Envisager le pire : la voie de la réussite
La question du niveau de bonheur que nous ressentons est donc en fait extrêmement lié à la question de nos attentes. Plus nous attendons des autres, et de la vie, plus haut est le risque d’éprouver de la déception, de la tristesse, si ces espoirs sont déçus.
Pendant la Guerre du Vietnam, les soldats américains emprisonnés par les Viet Congs et qui avaient le plus d’espoir dans l’avenir – d’être libérés à Noël par exemple – avaient le moins de chance de survivre. Ceux qui s’attendaient au pire, au contraire, parvenaient à résister parce qu’ils n’étaient jamais surpris ni déçus, et ne fondaient pas d’espoirs déraisonnables sur les bonnes intentions de leurs tortionnaires.
Des recherches menées par Saras Sarasvathy, professeur associée d’administration des entreprises à l’Université de Virginie, montrent que vivre sans attentes déraisonnables n’est pas seulement nécessaire à un meilleur équilibre intérieur ; cela entraîne aussi souvent une plus grande réussite professionnelle.
Dans un projet de recherche, elle a interrogé 45 chefs d’entreprise ayant mené leur société jusqu’à l’introduction en Bourse (étape considérée aux Etats-Unis comme l’ultime succès pour un entrepreneur).

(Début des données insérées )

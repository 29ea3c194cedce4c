//! Task configuration
//!
//! Configurations are plain serde structs with defaults matching the
//! standard CEP analysis; a JSON file may override any subset of fields.

use serde::{Deserialize, Serialize};
use std::fs;
use std::path::Path;

use crate::error::CepError;
use crate::selection::SelectionConfig;
use crate::stg::MAX_SCAN_DPHI;
use crate::track_cuts::TrackCuts;
use crate::CepResult;

/// Configuration of the template AOD task
#[derive(Debug, Clone, PartialEq, Serialize, Deserialize)]
#[serde(default)]
pub struct MyTaskConfig {
    /// Track filter mask; a track is kept when it passed any of these filters
    pub filter_mask: u32,
}

impl Default for MyTaskConfig {
    fn default() -> Self {
        Self { filter_mask: 1 }
    }
}

/// Configuration of the CEP trigger / MC-truth study
#[derive(Debug, Clone, PartialEq, Serialize, Deserialize)]
#[serde(default)]
pub struct McInfoConfig {
    pub track_cuts: TrackCuts,
    pub selection: SelectionConfig,
    /// Invariant-mass agreement below which an event counts as fully reconstructed (GeV)
    pub mass_tolerance: f64,
}

impl Default for McInfoConfig {
    fn default() -> Self {
        Self {
            track_cuts: TrackCuts::default(),
            selection: SelectionConfig::default(),
            mass_tolerance: 1e-5,
        }
    }
}

impl McInfoConfig {
    /// Run-1 data: track-type mask without the ITS refit requirement
    pub fn run1() -> Self {
        Self::default().with_run1()
    }

    /// Switch to the run-1 track type, keeping every other setting
    pub fn with_run1(mut self) -> Self {
        self.track_cuts.is_run1 = true;
        let mask = self.track_cuts.baseline_mask();
        self.selection.tt_mask = mask;
        self.selection.tt_pattern = mask;
        self
    }

    pub fn validate(&self) -> CepResult<()> {
        let (lo, hi) = self.track_cuts.eta_range;
        if lo > hi {
            return Err(CepError::InvalidParameter(format!(
                "eta range [{}, {}] is empty",
                lo, hi
            )));
        }
        if self.selection.tt_pattern & !self.selection.tt_mask != 0 {
            return Err(CepError::InvalidParameter(format!(
                "track-type pattern {:#x} has bits outside mask {:#x}",
                self.selection.tt_pattern, self.selection.tt_mask
            )));
        }
        if self.selection.min_fired_chips > self.selection.n_tracks_accept {
            return Err(CepError::InvalidParameter(format!(
                "fired-chip window [{}, {}] is empty",
                self.selection.min_fired_chips, self.selection.n_tracks_accept
            )));
        }
        if self.selection.stg.max_dphi > MAX_SCAN_DPHI {
            return Err(CepError::InvalidParameter(format!(
                "STG scan up to dphi {} exceeds the mask width (max {})",
                self.selection.stg.max_dphi, MAX_SCAN_DPHI
            )));
        }
        if self.mass_tolerance < 0.0 {
            return Err(CepError::InvalidParameter(
                "mass tolerance must not be negative".to_string(),
            ));
        }
        Ok(())
    }
}

/// Configuration of a whole analysis run
#[derive(Debug, Clone, Default, PartialEq, Serialize, Deserialize)]
#[serde(default)]
pub struct AnalysisConfig {
    pub my_task: MyTaskConfig,
    pub mc_info: McInfoConfig,
}

impl AnalysisConfig {
    /// Load from a JSON file; missing fields keep their defaults
    pub fn from_file(path: impl AsRef<Path>) -> CepResult<Self> {
        let content = fs::read_to_string(path.as_ref())
            .map_err(|e| CepError::Io(format!("Failed to read config: {}", e)))?;
        let config: Self = serde_json::from_str(&content)?;
        config.mc_info.validate()?;
        log::info!("Loaded configuration from {:?}", path.as_ref());
        Ok(config)
    }

    /// Defaults or the given file, optionally switched to run-1 track types
    pub fn resolve(path: Option<&Path>, run1: bool) -> CepResult<Self> {
        let mut config = match path {
            Some(path) => Self::from_file(path)?,
            None => Self::default(),
        };
        if run1 {
            config.mc_info = config.mc_info.with_run1();
            log::info!("Using run-1 track-type definition");
        }
        Ok(config)
    }

    pub fn to_file(&self, path: impl AsRef<Path>) -> CepResult<()> {
        let json = serde_json::to_string_pretty(self)?;
        fs::write(path.as_ref(), json)
            .map_err(|e| CepError::Io(format!("Failed to write config: {}", e)))?;
        Ok(())
    }
}

#[cfg(test)]
mod tests {
    use super::*;
    use crate::track_cuts::TrackStatus;
    use tempfile::TempDir;

    #[test]
    fn test_defaults_are_valid() {
        let config = AnalysisConfig::default();
        assert!(config.mc_info.validate().is_ok());
        assert_eq!(config.my_task.filter_mask, 1);
        assert_eq!(config.mc_info.selection.n_tracks_accept, 2);
        assert_eq!(config.mc_info.selection.stg.max_dphi, 10);
    }

    #[test]
    fn test_run1_preset() {
        let config = McInfoConfig::run1();
        assert!(config.track_cuts.is_run1);
        assert_eq!(config.selection.tt_mask & TrackStatus::ITS_REFIT, 0);
        assert!(config.validate().is_ok());
    }

    #[test]
    fn test_run1_keeps_file_settings() {
        let temp_dir = TempDir::new().unwrap();
        let path = temp_dir.path().join("config.json");
        std::fs::write(
            &path,
            r#"{"mc_info":{"mass_tolerance":0.01,"selection":{"n_tracks_accept":4,"stg":{"max_dphi":5}}}}"#,
        )
        .unwrap();

        let config = AnalysisConfig::resolve(Some(&path), true).unwrap();
        let mc_info = &config.mc_info;
        assert!(mc_info.track_cuts.is_run1);
        assert_eq!(mc_info.selection.tt_mask, mc_info.track_cuts.baseline_mask());
        assert_eq!(mc_info.selection.tt_pattern, mc_info.track_cuts.baseline_mask());
        assert_eq!(mc_info.selection.n_tracks_accept, 4);
        assert_eq!(mc_info.selection.stg.max_dphi, 5);
        assert_eq!(mc_info.mass_tolerance, 0.01);

        let defaults = AnalysisConfig::resolve(None, false).unwrap();
        assert_eq!(defaults, AnalysisConfig::default());
        let run1 = AnalysisConfig::resolve(None, true).unwrap();
        assert_eq!(run1.mc_info, McInfoConfig::run1());
    }

    #[test]
    fn test_validate_rejects_bad_values() {
        let mut config = McInfoConfig::default();
        config.selection.tt_mask = TrackStatus::TPC_REFIT;
        assert!(config.validate().is_err());

        let mut config = McInfoConfig::default();
        config.track_cuts.eta_range = (1.0, -1.0);
        assert!(config.validate().is_err());

        let mut config = McInfoConfig::default();
        config.selection.min_fired_chips = 5;
        assert!(config.validate().is_err());

        let mut config = McInfoConfig::default();
        config.selection.stg.max_dphi = MAX_SCAN_DPHI + 1;
        assert!(config.validate().is_err());
        config.selection.stg.max_dphi = MAX_SCAN_DPHI;
        assert!(config.validate().is_ok());
    }

    #[test]
    fn test_partial_file_keeps_defaults() {
        let temp_dir = TempDir::new().unwrap();
        let path = temp_dir.path().join("config.json");
        std::fs::write(&path, r#"{"my_task":{"filter_mask":16}}"#).unwrap();

        let config = AnalysisConfig::from_file(&path).unwrap();
        assert_eq!(config.my_task.filter_mask, 16);
        assert_eq!(config.mc_info, McInfoConfig::default());
    }

    #[test]
    fn test_file_round_trip() {
        let temp_dir = TempDir::new().unwrap();
        let path = temp_dir.path().join("config.json");
        let config = AnalysisConfig {
            mc_info: McInfoConfig::run1(),
            ..AnalysisConfig::default()
        };
        config.to_file(&path).unwrap();
        assert_eq!(AnalysisConfig::from_file(&path).unwrap(), config);
    }
}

Aucun d’entre eux n’avait planifié cela au départ, ni n’avait fait d’étude de marché lui ayant permis de prévoir ce succès.
Au contraire, au lieu de se fixer un objectif magnifique, puis d’établir un plan pour l’atteindre, tous ces entrepreneurs étaient partis de la réalité de leur situation, des ressources qu’ils avaient à disposition, puis avaient fait le point sur les objectifs qu’il était raisonnable d’atteindre, vu les contraintes. Plutôt que de réfléchir à la possibilité de gains spectaculaires, ils se sont demandés quelle serait leur perte si l’entreprise échouait. Si cette perte leur semblait supportable, ils se mettaient au travail. (2)
La « voie négative » est donc une école de réalisme, et c’est peut-être ce qui explique que les personnes qui l’empruntent réussissent souvent mieux que les autres. L’avenir est en effet incertain, et il est vrai que les choses peuvent mal tourner, aussi bien que bien tourner. Si vous ne vous êtes préparés qu’à la deuxième hypothèse, vous vous retrouvez tout déconfit si les choses tournent mal.
Au contraire, si vous vous étiez préparés à ce que les choses tournent mal, et que vous avez la divine surprise de voir qu’elles tournent bien, vous êtes alors en position optimale pour profiter de la situation au maximum.
A votre santé !
Jean-Marc Dupuis
- Sénèque [2,18] XVIII. Amusements du sage.
- Cité dans The Wall Street Journal, 7 décembre 2012, « The Power of Negative Thinking », par Olivier Burkeman.